-- Data to examine follows --

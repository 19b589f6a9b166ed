//! Tests for the shell entry point.

use std::ffi::OsString;
use std::io::{self, Write};
use std::path::{Path, PathBuf};
use std::process::ExitCode;

use microeditor_config::{Config, ConfigError};
use mockall::mock;
use rstest::rstest;
use serde_json::Value;
use tempfile::NamedTempFile;

use super::*;

mock! {
    Loader {}

    impl ConfigLoader for Loader {
        fn load(&self, cli: &Cli) -> Result<Config, ConfigError>;
    }
}

mock! {
    Reporter {}

    impl SessionReporter for Reporter {
        fn session_starting(&self, document: &Path);
        fn session_configured(&self, config: &Config);
        fn editor_initialised(&self, attempts: u32);
        fn session_completed(&self, summary: &SessionSummary);
        fn session_failed(&self, error: &ShellError);
    }
}

fn args(values: &[&str]) -> Vec<OsString> {
    values.iter().map(OsString::from).collect()
}

fn document(contents: &str) -> NamedTempFile {
    let mut file = NamedTempFile::new().expect("temp file");
    file.write_all(contents.as_bytes()).expect("write document");
    file
}

fn quiet_reporter() -> MockReporter {
    let mut reporter = MockReporter::new();
    reporter.expect_session_starting().return_const(());
    reporter.expect_session_configured().return_const(());
    reporter.expect_editor_initialised().return_const(());
    reporter
}

#[rstest]
fn help_is_written_to_stdout() {
    let mut stdout = Vec::new();
    let mut stderr = Vec::new();
    let code = run_with(
        args(&["microeditor-shell", "--help"]),
        &mut stdout,
        &mut stderr,
        &MockLoader::new(),
        &MockReporter::new(),
    );

    assert_eq!(code, ExitCode::SUCCESS);
    assert!(String::from_utf8_lossy(&stdout).contains("Usage"));
    assert!(stderr.is_empty());
}

#[rstest]
fn missing_document_argument_is_a_usage_error() {
    let mut stdout = Vec::new();
    let mut stderr = Vec::new();
    let code = run_with(
        args(&["microeditor-shell"]),
        &mut stdout,
        &mut stderr,
        &MockLoader::new(),
        &MockReporter::new(),
    );

    assert_eq!(code, ExitCode::from(2));
    assert!(stdout.is_empty());
    assert!(String::from_utf8_lossy(&stderr).contains("<DOCUMENT>"));
}

#[rstest]
fn configuration_failures_are_reported() {
    let mut loader = MockLoader::new();
    loader.expect_load().times(1).returning(|_| {
        Err(ConfigError::Read {
            path: PathBuf::from("missing.json"),
            source: io::Error::from(io::ErrorKind::NotFound),
        })
    });
    let mut reporter = MockReporter::new();
    reporter.expect_session_starting().times(1).return_const(());
    reporter
        .expect_session_failed()
        .withf(|error| matches!(error, ShellError::Configuration { .. }))
        .times(1)
        .return_const(());

    let mut stdout = Vec::new();
    let mut stderr = Vec::new();
    let code = run_with(
        args(&["microeditor-shell", "doc.bpmn"]),
        &mut stdout,
        &mut stderr,
        &loader,
        &reporter,
    );

    assert_eq!(code, ExitCode::FAILURE);
    assert!(stdout.is_empty());
    assert!(String::from_utf8_lossy(&stderr).contains("failed to load configuration"));
}

#[rstest]
fn successful_runs_print_the_summary() {
    let file = document("<definitions/>");
    let path = file.path().to_string_lossy().into_owned();
    let mut loader = MockLoader::new();
    loader
        .expect_load()
        .times(1)
        .returning(|_| Ok(Config::default()));
    let mut reporter = quiet_reporter();
    reporter
        .expect_session_completed()
        .withf(|summary| summary.ready && summary.init_attempts == 1)
        .times(1)
        .return_const(());
    reporter.expect_session_failed().never();

    let mut stdout = Vec::new();
    let mut stderr = Vec::new();
    let code = run_with(
        args(&["microeditor-shell", path.as_str(), "--language", "BPMN"]),
        &mut stdout,
        &mut stderr,
        &loader,
        &reporter,
    );

    assert_eq!(code, ExitCode::SUCCESS, "{}", String::from_utf8_lossy(&stderr));
    let summary: Value = serde_json::from_slice(&stdout).expect("summary is JSON");
    assert_eq!(summary["language"], "BPMN");
    assert_eq!(summary["edits"], serde_json::json!(["edit-1"]));
    assert_eq!(summary["ready"], true);
}

#[rstest]
fn unreadable_documents_fail_the_run() {
    let mut loader = MockLoader::new();
    loader.expect_load().returning(|_| Ok(Config::default()));
    let mut reporter = quiet_reporter();
    reporter
        .expect_session_failed()
        .withf(|error| matches!(error, ShellError::Document { .. }))
        .times(1)
        .return_const(());

    let mut stdout = Vec::new();
    let mut stderr = Vec::new();
    let code = run_with(
        args(&["microeditor-shell", "/nonexistent/diagram.bpmn"]),
        &mut stdout,
        &mut stderr,
        &loader,
        &reporter,
    );

    assert_eq!(code, ExitCode::FAILURE);
    assert!(String::from_utf8_lossy(&stderr).contains("failed to read document"));
}
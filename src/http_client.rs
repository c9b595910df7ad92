use std::time::Duration;

use anyhow::{Context, Result};
use once_cell::sync::OnceCell;
use reqwest::blocking::Client;

const REQUEST_TIMEOUT_SECS: u64 = 15;
const USER_AGENT: &str = concat!("pugstats/", env!("CARGO_PKG_VERSION"));

static CLIENT: OnceCell<Client> = OnceCell::new();

pub fn http_client() -> Result<&'static Client> {
    CLIENT.get_or_try_init(|| {
        Client::builder()
            .timeout(Duration::from_secs(REQUEST_TIMEOUT_SECS))
            .user_agent(USER_AGENT)
            .build()
            .context("failed to build http client")
    })
}
//! On-disk cache of raw log JSON, one file per log id. Raw logs are the only
//! thing persisted between runs; all computed stats are rebuilt from them.

use std::fs;
use std::path::PathBuf;

use anyhow::{Context, Result};
use serde_json::Value;

const CACHE_DIR: &str = "pugstats";

#[derive(Debug, Clone)]
pub struct LogCache {
    dir: PathBuf,
}

impl LogCache {
    pub fn new(dir: PathBuf) -> Self {
        Self { dir }
    }

    pub fn default_dir() -> Option<PathBuf> {
        if let Ok(base) = std::env::var("XDG_CACHE_HOME")
            && !base.trim().is_empty()
        {
            return Some(PathBuf::from(base).join(CACHE_DIR).join("logs"));
        }
        let home = std::env::var("HOME").ok()?;
        if home.trim().is_empty() {
            return None;
        }
        Some(
            PathBuf::from(home)
                .join(".cache")
                .join(CACHE_DIR)
                .join("logs"),
        )
    }

    /// A cached log, or `None` when absent or unreadable (unreadable entries
    /// are simply refetched).
    pub fn load(&self, log_id: u64) -> Option<Value> {
        let raw = fs::read_to_string(self.log_path(log_id)).ok()?;
        serde_json::from_str(&raw).ok()
    }

    pub fn store(&self, log_id: u64, log: &Value) -> Result<()> {
        fs::create_dir_all(&self.dir)
            .with_context(|| format!("create cache dir {}", self.dir.display()))?;
        let path = self.log_path(log_id);
        let tmp = path.with_extension("json.tmp");
        let json = serde_json::to_string(log).context("serialize cached log")?;
        fs::write(&tmp, json).with_context(|| format!("write cached log {log_id}"))?;
        fs::rename(&tmp, &path).with_context(|| format!("swap cached log {log_id}"))?;
        Ok(())
    }

    fn log_path(&self, log_id: u64) -> PathBuf {
        self.dir.join(format!("{log_id}.json"))
    }
}

/// The upload date recorded inside a log body. A cached copy whose date is
/// older than the metadata's date was re-uploaded and must be refetched.
pub fn cached_log_date(log: &Value) -> Option<i64> {
    log.get("info")
        .and_then(|info| info.get("date"))
        .and_then(Value::as_i64)
}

-- Data to examine concluded --

▸ **Brief**
Return, exactly as written, the "fn log_path(&self, log_id: u64)" line and each line after it through the end of the listing above.

▸ **Written response**
    fn log_path(&self, log_id: u64) -> PathBuf {
        self.dir.join(format!("{log_id}.json"))
    }
}

/// The upload date recorded inside a log body. A cached copy whose date is
/// older than the metadata's date was re-uploaded and must be refetched.
pub fn cached_log_date(log: &Value) -> Option<i64> {
    log.get("info")
        .and_then(|info| info.get("date"))
        .and_then(Value::as_i64)
}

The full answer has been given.